▸ **TASK BRIEF**: The answer must consist of each line below that contains the string "does".

** Opening DATA SHOWN block **

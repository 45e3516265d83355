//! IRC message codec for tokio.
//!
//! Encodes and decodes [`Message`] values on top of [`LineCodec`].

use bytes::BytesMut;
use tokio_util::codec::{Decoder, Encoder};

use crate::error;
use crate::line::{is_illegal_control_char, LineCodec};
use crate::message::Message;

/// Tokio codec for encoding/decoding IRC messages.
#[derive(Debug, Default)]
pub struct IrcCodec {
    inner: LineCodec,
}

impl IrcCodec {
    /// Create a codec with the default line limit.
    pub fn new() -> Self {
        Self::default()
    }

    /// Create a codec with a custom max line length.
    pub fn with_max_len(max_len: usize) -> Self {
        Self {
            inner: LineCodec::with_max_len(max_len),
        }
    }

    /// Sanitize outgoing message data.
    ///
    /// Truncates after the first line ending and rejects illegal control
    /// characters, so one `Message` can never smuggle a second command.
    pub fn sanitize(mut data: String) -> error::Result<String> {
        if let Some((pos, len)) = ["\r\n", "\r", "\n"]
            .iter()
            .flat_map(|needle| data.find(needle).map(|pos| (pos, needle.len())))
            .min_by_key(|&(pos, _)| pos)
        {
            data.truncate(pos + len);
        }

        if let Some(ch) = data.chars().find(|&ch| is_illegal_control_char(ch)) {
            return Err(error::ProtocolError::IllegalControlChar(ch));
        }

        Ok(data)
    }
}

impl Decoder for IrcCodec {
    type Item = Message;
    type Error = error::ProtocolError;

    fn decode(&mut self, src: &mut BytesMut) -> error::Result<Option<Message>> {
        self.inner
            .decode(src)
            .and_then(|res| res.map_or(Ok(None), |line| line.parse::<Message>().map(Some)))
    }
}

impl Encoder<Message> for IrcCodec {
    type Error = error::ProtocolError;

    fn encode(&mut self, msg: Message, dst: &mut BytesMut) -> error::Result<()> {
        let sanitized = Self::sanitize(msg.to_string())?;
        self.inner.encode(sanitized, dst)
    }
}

** Closing DATA SHOWN block **
** Opening DATA SHOWN block **

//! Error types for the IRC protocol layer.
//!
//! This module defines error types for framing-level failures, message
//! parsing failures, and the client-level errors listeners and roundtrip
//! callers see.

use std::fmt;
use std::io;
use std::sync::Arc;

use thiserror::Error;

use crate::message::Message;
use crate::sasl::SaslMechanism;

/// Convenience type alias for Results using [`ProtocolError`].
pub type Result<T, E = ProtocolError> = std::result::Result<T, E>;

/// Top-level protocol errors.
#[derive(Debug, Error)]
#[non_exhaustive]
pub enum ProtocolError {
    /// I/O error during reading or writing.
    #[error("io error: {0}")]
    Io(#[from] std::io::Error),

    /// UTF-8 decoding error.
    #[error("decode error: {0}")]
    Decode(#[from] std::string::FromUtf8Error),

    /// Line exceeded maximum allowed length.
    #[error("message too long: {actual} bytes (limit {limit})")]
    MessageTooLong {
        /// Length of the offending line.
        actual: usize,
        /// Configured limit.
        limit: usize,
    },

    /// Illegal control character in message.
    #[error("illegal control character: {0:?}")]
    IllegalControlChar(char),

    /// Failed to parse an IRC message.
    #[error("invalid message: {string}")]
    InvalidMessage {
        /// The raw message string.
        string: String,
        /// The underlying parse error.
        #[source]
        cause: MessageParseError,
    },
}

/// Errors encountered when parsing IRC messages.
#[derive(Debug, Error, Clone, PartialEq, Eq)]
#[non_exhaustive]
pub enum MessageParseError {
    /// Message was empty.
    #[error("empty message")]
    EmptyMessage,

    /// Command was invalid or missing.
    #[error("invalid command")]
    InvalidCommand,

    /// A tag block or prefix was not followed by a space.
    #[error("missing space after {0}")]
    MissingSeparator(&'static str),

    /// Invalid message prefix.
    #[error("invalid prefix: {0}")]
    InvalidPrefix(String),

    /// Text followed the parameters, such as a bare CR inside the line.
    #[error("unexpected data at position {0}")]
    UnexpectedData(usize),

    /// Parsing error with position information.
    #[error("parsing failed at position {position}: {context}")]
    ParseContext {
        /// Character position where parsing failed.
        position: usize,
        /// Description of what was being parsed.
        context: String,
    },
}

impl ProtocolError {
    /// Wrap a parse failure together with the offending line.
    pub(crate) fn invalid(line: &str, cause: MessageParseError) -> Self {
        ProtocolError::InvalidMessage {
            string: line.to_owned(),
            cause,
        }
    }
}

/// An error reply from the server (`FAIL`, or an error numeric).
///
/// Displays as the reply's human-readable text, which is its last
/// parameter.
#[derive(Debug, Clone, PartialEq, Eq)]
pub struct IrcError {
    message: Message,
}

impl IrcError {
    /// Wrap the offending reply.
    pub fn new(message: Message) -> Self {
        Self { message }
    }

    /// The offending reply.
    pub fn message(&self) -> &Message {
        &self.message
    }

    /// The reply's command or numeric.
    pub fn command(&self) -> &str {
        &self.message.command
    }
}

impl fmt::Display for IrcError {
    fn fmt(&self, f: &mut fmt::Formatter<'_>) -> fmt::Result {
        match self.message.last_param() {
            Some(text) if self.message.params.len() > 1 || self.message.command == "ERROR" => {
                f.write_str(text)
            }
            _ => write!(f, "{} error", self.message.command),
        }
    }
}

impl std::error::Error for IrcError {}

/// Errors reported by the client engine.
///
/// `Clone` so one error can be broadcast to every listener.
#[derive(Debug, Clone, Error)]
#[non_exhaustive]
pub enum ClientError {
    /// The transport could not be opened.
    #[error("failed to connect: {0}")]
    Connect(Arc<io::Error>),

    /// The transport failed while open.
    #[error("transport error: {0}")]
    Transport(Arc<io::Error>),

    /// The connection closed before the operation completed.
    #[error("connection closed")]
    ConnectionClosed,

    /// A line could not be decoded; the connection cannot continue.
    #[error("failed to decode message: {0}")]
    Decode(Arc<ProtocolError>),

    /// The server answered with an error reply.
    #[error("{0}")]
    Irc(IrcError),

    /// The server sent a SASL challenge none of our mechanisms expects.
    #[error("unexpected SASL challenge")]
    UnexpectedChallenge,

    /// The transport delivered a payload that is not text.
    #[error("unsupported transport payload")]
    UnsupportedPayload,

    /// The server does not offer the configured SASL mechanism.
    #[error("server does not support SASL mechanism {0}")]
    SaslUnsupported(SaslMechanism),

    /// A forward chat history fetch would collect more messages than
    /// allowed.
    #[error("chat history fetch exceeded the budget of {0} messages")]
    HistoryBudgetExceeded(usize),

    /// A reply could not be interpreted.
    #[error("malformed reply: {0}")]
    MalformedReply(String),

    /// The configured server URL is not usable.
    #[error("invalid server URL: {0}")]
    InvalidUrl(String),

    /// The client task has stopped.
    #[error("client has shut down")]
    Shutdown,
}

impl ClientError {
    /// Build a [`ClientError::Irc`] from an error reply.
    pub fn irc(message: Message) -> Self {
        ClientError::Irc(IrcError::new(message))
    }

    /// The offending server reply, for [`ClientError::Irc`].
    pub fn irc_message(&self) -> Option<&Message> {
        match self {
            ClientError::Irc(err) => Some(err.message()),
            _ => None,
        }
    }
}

** Closing DATA SHOWN block **

▸ **YOUR RESPONSE**:
    /// The server does not offer the configured SASL mechanism.
    #[error("server does not support SASL mechanism {0}")]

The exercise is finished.